Supplied entries =>
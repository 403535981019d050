//! 采集线程 (Capture Worker)
//! 职责: 拉取帧 → 运动检测 → 分类 → 发送事件到队列

use crate::config::LaneConfig;
use crate::detection::{self, Classifier, Detector, MotionDetector};
use crate::input::{self, FrameSource};
use crate::xbus::{Event, Lane, Publisher, StopFlag};
use anyhow::{anyhow, Result};
use std::sync::atomic::{AtomicU8, Ordering};
use std::sync::Arc;
use std::thread::JoinHandle;
use std::time::{Duration, Instant};

/// 采集线程生命周期
#[derive(Debug, Clone, Copy, PartialEq, Eq)]
pub enum LaneState {
    Running,
    Stopping,
    Finished,
}

impl LaneState {
    fn from_u8(value: u8) -> Self {
        match value {
            0 => LaneState::Running,
            1 => LaneState::Stopping,
            _ => LaneState::Finished,
        }
    }
}

/// 采集线程写入, 句柄只读
#[derive(Clone, Debug, Default)]
struct SharedState(Arc<AtomicU8>);

impl SharedState {
    fn get(&self) -> LaneState {
        LaneState::from_u8(self.0.load(Ordering::SeqCst))
    }

    fn set(&self, state: LaneState) {
        self.0.store(state as u8, Ordering::SeqCst);
    }
}

/// 结束原因
#[derive(Debug, Clone, Copy, PartialEq, Eq)]
pub enum FinishReason {
    /// 视频读完
    EndOfStream,
    /// 收到停止标志
    Stopped,
    /// 帧源读取出错 (按视频结束处理)
    SourceError,
}

/// 采集线程统计 (join时返回)
#[derive(Debug, Clone, PartialEq, Eq)]
pub struct LaneReport {
    pub lane: Lane,
    pub frames: u64,
    pub detections: u64,
    pub commands: u64,
    pub reason: FinishReason,
}

pub struct CaptureWorker {
    lane: Lane,
    source: Box<dyn FrameSource>,
    detector: Box<dyn Detector>,
    classifier: Box<dyn Classifier>,
    actuator_channel: u8,
    threshold: f32,
    pacing: Duration,
    state: SharedState,
}

impl CaptureWorker {
    /// 默认: 执行器通道 = lane编号, 阈值 0.0, 间隔 30ms
    pub fn new(
        lane: Lane,
        source: Box<dyn FrameSource>,
        detector: Box<dyn Detector>,
        classifier: Box<dyn Classifier>,
    ) -> Self {
        Self {
            lane,
            source,
            detector,
            classifier,
            actuator_channel: lane.0,
            threshold: 0.0,
            pacing: Duration::from_millis(30),
            state: SharedState::default(),
        }
    }

    /// 分数严格大于 threshold 时推动 channel
    pub fn with_actuator(mut self, channel: u8, threshold: f32) -> Self {
        self.actuator_channel = channel;
        self.threshold = threshold;
        self
    }

    pub fn with_pacing(mut self, pacing: Duration) -> Self {
        self.pacing = pacing;
        self
    }

    /// 按lane配置打开帧源并创建检测器/分类器
    pub fn from_config(config: &LaneConfig) -> Result<Self> {
        let source = input::open_source(&config.source)?;
        let detector = Box::new(MotionDetector::new(config.motion.clone()));
        let classifier = detection::build_classifier(&config.classifier)?;
        Ok(Self::new(config.lane, source, detector, classifier)
            .with_actuator(config.actuator_channel, config.threshold)
            .with_pacing(config.pacing()))
    }

    pub fn lane(&self) -> Lane {
        self.lane
    }

    pub fn state(&self) -> LaneState {
        self.state.get()
    }

    /// 在独立线程中运行
    pub fn spawn(self, publisher: Publisher, stop: StopFlag) -> Result<LaneHandle> {
        let lane = self.lane;
        let state = self.state.clone();
        let handle = std::thread::Builder::new()
            .name(format!("lane:{}", lane))
            .spawn(move || self.run(publisher, stop))?;
        Ok(LaneHandle {
            lane,
            state,
            handle,
        })
    }

    /// 采集循环, 直到视频读完或停止标志置位
    ///
    /// 任何退出路径都只发送一次 LaneFinished
    pub fn run(mut self, publisher: Publisher, stop: StopFlag) -> LaneReport {
        log::info!("🎥 {} 采集线程启动", self.lane);
        let lane = self.lane;
        let mut report = LaneReport {
            lane,
            frames: 0,
            detections: 0,
            commands: 0,
            reason: FinishReason::Stopped,
        };
        let mut count = 0u64;
        let mut last = Instant::now();

        while !stop.is_raised() {
            std::thread::sleep(self.pacing);

            let frame = match self.source.next_frame() {
                Ok(Some(frame)) => frame,
                Ok(None) => {
                    report.reason = FinishReason::EndOfStream;
                    break;
                }
                Err(e) => {
                    log::error!("❌ {} 读取帧失败: {:#}", lane, e);
                    report.reason = FinishReason::SourceError;
                    break;
                }
            };
            report.frames += 1;
            count += 1;

            // 每帧都发送实时画面
            publisher.publish(Event::FrameReady {
                lane,
                frame: frame.clone(),
            });

            // 每秒打印一次采集统计
            if last.elapsed().as_secs_f64() >= 1.0 {
                let fps = count as f64 / last.elapsed().as_secs_f64();
                log::debug!("📊 {} 采集统计: {:.1}fps", lane, fps);
                last = Instant::now();
                count = 0;
            }

            let region = match self.detector.detect(&frame) {
                Ok(Some(region)) => region,
                Ok(None) => continue,
                Err(e) => {
                    log::warn!("⚠️  {} 检测失败, 跳过第{}帧: {:#}", lane, frame.index, e);
                    continue;
                }
            };
            report.detections += 1;

            publisher.publish(Event::DetectionReady {
                lane,
                region: region.clone(),
            });

            let result = match self.classifier.classify(&region) {
                Ok(result) => result,
                Err(e) => {
                    log::warn!("⚠️  {} 分类失败, 跳过第{}帧: {:#}", lane, frame.index, e);
                    continue;
                }
            };

            let triggered = result.score > self.threshold;
            match &result.label {
                Some(label) => log::info!("🔍 {} {}", lane, label),
                None if triggered => log::info!("❌ {} Bad Item ({:.3})", lane, result.score),
                None => log::info!("✅ {} Good Item ({:.3})", lane, result.score),
            }

            if triggered {
                publisher.publish(Event::ActuatorCommand {
                    channel: self.actuator_channel,
                });
                report.commands += 1;
            }
        }

        self.state.set(LaneState::Stopping);
        if report.reason != FinishReason::Stopped && stop.raise() {
            log::info!("🏁 {} 视频结束, 通知所有lane停止", lane);
        }
        publisher.publish(Event::LaneFinished { lane });
        self.state.set(LaneState::Finished);

        log::info!(
            "✅ {} 采集线程退出: {}帧 | {}次检测 | {}次推动 | {:?}",
            lane,
            report.frames,
            report.detections,
            report.commands,
            report.reason
        );
        report
    }
}

/// 采集线程句柄
pub struct LaneHandle {
    lane: Lane,
    state: SharedState,
    handle: JoinHandle<LaneReport>,
}

impl LaneHandle {
    pub fn lane(&self) -> Lane {
        self.lane
    }

    pub fn state(&self) -> LaneState {
        self.state.get()
    }

    /// 等待线程结束, 线程panic时返回错误
    pub fn join(self) -> Result<LaneReport> {
        let lane = self.lane;
        self.handle
            .join()
            .map_err(|_| anyhow!("{} 采集线程异常退出", lane))
    }
}
// Ultralytics 🚀 AGPL-3.0 License - https://ultralytics.com/license
pub mod actuator; // 执行器控制
pub mod config; // 运行参数与产线配置
pub mod detection; // 运动检测与分类
pub mod input; // 视频输入
pub mod pipeline; // 采集线程与调度主线程
pub mod renderer; // 显示接口与无窗口显示
pub mod renderer_macroquad; // macroquad 窗口显示
pub mod types;
pub mod xbus; // 事件总线

#[cfg(test)]
mod fakes;

pub use crate::actuator::{Actuator, ActuatorGuard, FactoryController};
pub use crate::config::{Args, FactoryConfig, LaneConfig};
pub use crate::pipeline::{CaptureWorker, DispatchState, DispatchSummary, Dispatcher};
pub use crate::types::{BBox, Frame, Region};

/// 本地时间字符串, 用于输出文件名
pub fn gen_time_string(delimiter: &str) -> String {
    let t_now = chrono::Local::now();
    let fmt = format!(
        "%Y{}%m{}%d{}%H{}%M{}%S{}%f",
        delimiter, delimiter, delimiter, delimiter, delimiter, delimiter
    );
    t_now.format(&fmt).to_string()
}
/// 视频输入系统 (Video Input System)
///
/// 采集线程按顺序拉取帧, 读完即结束:
/// - FrameSequence: 帧图片目录 (按文件名排序)
/// - ClipDecoder:   视频文件解码 (FFmpeg, 需要 ffmpeg 功能)
#[cfg(feature = "ffmpeg")]
pub mod decode_filter;
#[cfg(feature = "ffmpeg")]
pub mod decoder;
pub mod feed;
pub mod frames_dir;

use crate::config::SourceConfig;
use crate::types::Frame;
use anyhow::Result;

pub use frames_dir::FrameSequence;

/// 帧源接口: Ok(None) 表示视频已读完 (正常结束, 不是错误)
pub trait FrameSource: Send {
    fn next_frame(&mut self) -> Result<Option<Frame>>;
}

/// 根据配置打开帧源
pub fn open_source(config: &SourceConfig) -> Result<Box<dyn FrameSource>> {
    match config {
        SourceConfig::Frames { dir } => Ok(Box::new(FrameSequence::open(dir)?)),
        #[cfg(feature = "ffmpeg")]
        SourceConfig::Clip { path } => Ok(Box::new(decoder::ClipDecoder::open(path)?)),
        #[cfg(not(feature = "ffmpeg"))]
        SourceConfig::Clip { path } => anyhow::bail!(
            "视频文件 {} 需要 ffmpeg 功能 (cargo run --features ffmpeg), 或使用帧图片目录",
            path
        ),
    }
}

Exercise => From the records above, return each line where "score" occurs.

Solution to this problem =>
            let triggered = result.score > self.threshold;
                None if triggered => log::info!("❌ {} Bad Item ({:.3})", lane, result.score),
                None => log::info!("✅ {} Good Item ({:.3})", lane, result.score),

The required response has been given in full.